Пушкина поместили в резиденции самого дедушки Гончарова — в красном доме, воздвигнутом на обрыве над прудами. Широкие каменные ступени, хрустальные люстры на золотых снопах — все напоминало дворцовое убранство. В гостиной висел портрет основателя гончаровских богатств — калужского посадского Афанасия Абрамовича Гончарова, сумевшего выйти из торговых мещан в потомственные дворяне. Смышленый взгляд, энергичный подбородок; белые букли парика, черный бархатный камзол с кружевными манжетами; в левой руке он держит письмо Петра I, который покровительствовал предприимчивому купцу и сообщал ему из Голландии, что подыскал для его дела «искусного плотинного мастера».

Местные предания восполняли живописную характеристику старинного портретиста. В духе эпохи, Афанасий Гончаров установил на своих заводах железную дисциплину, вызывавшую постоянные побеги фабричных, а в 1752 году и открытое их возмущение, сурово подавленное владельцем. Через два года был обнаружен «злой умысел» взорвать фабрику с помощью горшка с порохом. Афанасий Абрамович твердой рукой подавлял недовольство своих рабочих, а при Екатерине II, лично посетившей Полотняный завод, довел до небывалого расцвета все свои предприятия. К началу восьмидесятых годов XVIII века он владел бесчисленными парусными, бумажными и чугунолитейными заводами в разных губерниях и насчитывал до семидесяти пяти вотчин.
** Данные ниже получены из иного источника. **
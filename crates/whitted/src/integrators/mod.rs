use crate::{color::Rgb, ray::Ray, renderer::Renderer};

mod basic;
mod whitted;

pub trait Integrator: Send + Sync {
    /// Depth given to primary rays
    fn max_depth(&self) -> u32;

    /// Color seen along `ray`, unclamped
    fn trace(&self, renderer: &Renderer, ray: Ray) -> Rgb;
}

pub use basic::BasicIntegrator;
pub use whitted::WhittedIntegrator;
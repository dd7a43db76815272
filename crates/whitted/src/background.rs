//! Colors given to rays leaving the scene without hitting anything.

use glam::Vec3;

use crate::{
    color::{self, Rgb},
    math::float::fract_floor,
    ray::Ray,
    scene::Scene,
};

pub trait Background: Sync + Send {
    fn color(&self, scene: &Scene, ray: &Ray) -> Rgb;
}

/// The same color in every direction
#[derive(Debug, Clone, Copy)]
pub struct UniformBackground(pub Rgb);

impl Background for UniformBackground {
    fn color(&self, _scene: &Scene, _ray: &Ray) -> Rgb {
        self.0
    }
}

/// A sky over an infinite checkered ground, with a halo around every light.
///
/// `z` is the up axis.
#[derive(Debug, Clone, Copy)]
pub struct SkyBackground {
    pub sky: Rgb,
    pub horizon: Rgb,
    pub dark_tile: Rgb,
    pub light_tile: Rgb,
    /// Distance of the ground below the ray origin
    pub ground_depth: f32,
    /// Distance at which the ground is completely fogged
    pub fog_distance: f32,
}

impl Default for SkyBackground {
    fn default() -> Self {
        Self {
            sky: color::BLUE,
            horizon: color::WHITE,
            dark_tile: Rgb::gray(0.2),
            light_tile: Rgb::gray(0.4),
            ground_depth: 0.5,
            fog_distance: 30.0,
        }
    }
}

/// Cosine of the half angle of the halo around lights, about 8°
pub const HALO_COS_THRESHOLD: f32 = 0.99;

impl SkyBackground {
    /// Glow added when looking right at a light
    pub fn halos(&self, scene: &Scene, ray: &Ray) -> Rgb {
        let half_angle = HALO_COS_THRESHOLD.acos();

        let mut result = color::BLACK;
        for light in scene.lights.iter() {
            let cos = ray.direction.dot(light.direction(ray.origin));
            if cos > HALO_COS_THRESHOLD {
                let angle = cos.min(1.0).acos();
                let falloff = (1.0 - angle / half_angle).max(0.0);
                result += falloff * falloff * light.color(ray.origin);
            }
        }
        result
    }

    /// Sky and ground, without the lights
    pub fn environment(&self, direction: Vec3) -> Rgb {
        if direction.z >= 0.0 {
            return self.horizon.lerp(self.sky, direction.z.min(1.0));
        }

        // Where the ray meets the ground plane
        let x = -self.ground_depth * direction.x / direction.z;
        let y = -self.ground_depth * direction.y / direction.z;
        let d = f32::sqrt(x * x + y * y);
        let fog = d.min(self.fog_distance) / self.fog_distance;

        let same_parity = (fract_floor(x) >= 0.5) == (fract_floor(y) >= 0.5);
        let tile = if same_parity {
            self.dark_tile
        } else {
            self.light_tile
        };
        tile.lerp(color::WHITE, fog)
    }
}

impl Background for SkyBackground {
    fn color(&self, scene: &Scene, ray: &Ray) -> Rgb {
        self.halos(scene, ray) + self.environment(ray.direction)
    }
}

#[cfg(test)]
mod tests {
    use glam::Vec3;

    use super::{Background, SkyBackground, UniformBackground};
    use crate::{
        color::{self, Rgb},
        light::DirectionalLight,
        math::point::Point,
        ray::Ray,
        scene::Scene,
    };

    fn assert_rgb_eq(a: Rgb, b: Rgb) {
        for (a, b) in a.0.iter().zip(b.0.iter()) {
            assert!((a - b).abs() < 1e-4, "{a:?} != {b:?}");
        }
    }

    #[test]
    fn uniform() {
        let bg = UniformBackground(color::GREEN);
        let ray = Ray::new(Point::ORIGIN, Vec3::X, 0);
        assert_eq!(bg.color(&Scene::new(), &ray), color::GREEN);
    }

    #[test]
    fn sky_gradient() {
        let bg = SkyBackground::default();
        assert_rgb_eq(bg.environment(Vec3::X), color::WHITE);
        assert_rgb_eq(bg.environment(Vec3::Z), color::BLUE);

        let mid = bg.environment(Vec3::new(1.0, 0.0, 1.0).normalize());
        let z = std::f32::consts::FRAC_1_SQRT_2;
        assert_rgb_eq(mid, Rgb::from_array([1.0 - z, 1.0 - z, 1.0]));
    }

    #[test]
    fn ground_checker_and_fog() {
        let bg = SkyBackground::default();

        // straight down: (0, 0) on the ground, both coordinates in the lower half cell
        assert_rgb_eq(bg.environment(Vec3::NEG_Z), Rgb::gray(0.2));

        // x = 0.75, y = 0.25: different parities
        let d = Vec3::new(1.5, 0.5, -1.0);
        let fog = f32::sqrt(0.75 * 0.75 + 0.25 * 0.25) / 30.0;
        assert_rgb_eq(bg.environment(d), Rgb::gray(0.4).lerp(color::WHITE, fog));

        // far away, completely fogged
        let far = Vec3::new(100.0, 0.0, -0.1);
        assert_rgb_eq(bg.environment(far), color::WHITE);
    }

    #[test]
    fn halo_only_near_lights() {
        let mut scene = Scene::new();
        scene.insert_light(DirectionalLight {
            direction: Vec3::new(0.0, 1.0, 0.0),
            color: color::RED,
        });
        let bg = SkyBackground::default();

        let at_light = Ray::new(Point::ORIGIN, Vec3::Y, 0);
        assert_rgb_eq(bg.halos(&scene, &at_light), color::RED);

        let near_light = Ray::new(Point::ORIGIN, Vec3::new(0.05, 1.0, 0.0), 0);
        let halo = bg.halos(&scene, &near_light);
        assert!(halo.0[0] > 0.0 && halo.0[0] < 1.0);
        assert_eq!(halo.0[1], 0.0);

        let away = Ray::new(Point::ORIGIN, Vec3::new(1.0, 1.0, 0.0), 0);
        assert_eq!(bg.halos(&scene, &away), color::BLACK);

        // halos add up with the environment
        assert_rgb_eq(
            bg.color(&scene, &at_light),
            color::RED + bg.environment(Vec3::Y),
        );
    }
}
//! Logging macros that only fire the first time a given call site is reached.
//!
//! Used for numerically degenerate situations that may happen once per pixel
//! and would otherwise flood the log.

#[macro_export]
macro_rules! log_once {
    (target: $target:expr, $lvl:expr, $($arg:tt)+) => {{
        use std::sync::Once;
        static ONCE: Once = Once::new();
        ONCE.call_once(|| {
            if log::log_enabled!(target: $target, $lvl) {
                log::log!(target: $target, $lvl, $($arg)+);
            }
        });
    }};
    ($lvl:expr, $($arg:tt)+) => ($crate::log_once!(target: module_path!(), $lvl, $($arg)+));
}

#[macro_export]
macro_rules! error_once {
    (target: $target:expr, $($arg:tt)+) => ($crate::log_once!(target: $target, log::Level::Error, $($arg)+));
    ($($arg:tt)+) => ($crate::log_once!(log::Level::Error, $($arg)+));
}

#[macro_export]
macro_rules! warn_once {
    (target: $target:expr, $($arg:tt)+) => ($crate::log_once!(target: $target, log::Level::Warn, $($arg)+));
    ($($arg:tt)+) => ($crate::log_once!(log::Level::Warn, $($arg)+));
}

pub use crate::{error_once, log_once, warn_once};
Внук его и тезка Афанасий Николаевич Гончаров, дедушка Натальи Николаевны, не унаследовал хозяйственных дарований своего кряжистого предка. Пушкин увидел перед собой типичного русского барина екатерининского времени, изнеженного в наслаждениях и безделии, известного своим безудержным влечением к роскоши и женщинам, успевшего протратить на свои барские затеи многомиллионное состояние. Крупный богач и расточитель, он подносил великим князьям породистых коней, жил годами в Вене, восхищаясь парадами, придворными маскарадами и торжествами. В своих калужских поместьях он устраивал знаменитые охоты, отправляясь в дальние леса за Медынь, где зверя пугали оркестры роговой музыки, возглавлявшие отряды охотников со сворами. Балы его славились в губернии и в Москве. «Громко жил Афанасий Николаевич», вспоминали старики Полотняного завода.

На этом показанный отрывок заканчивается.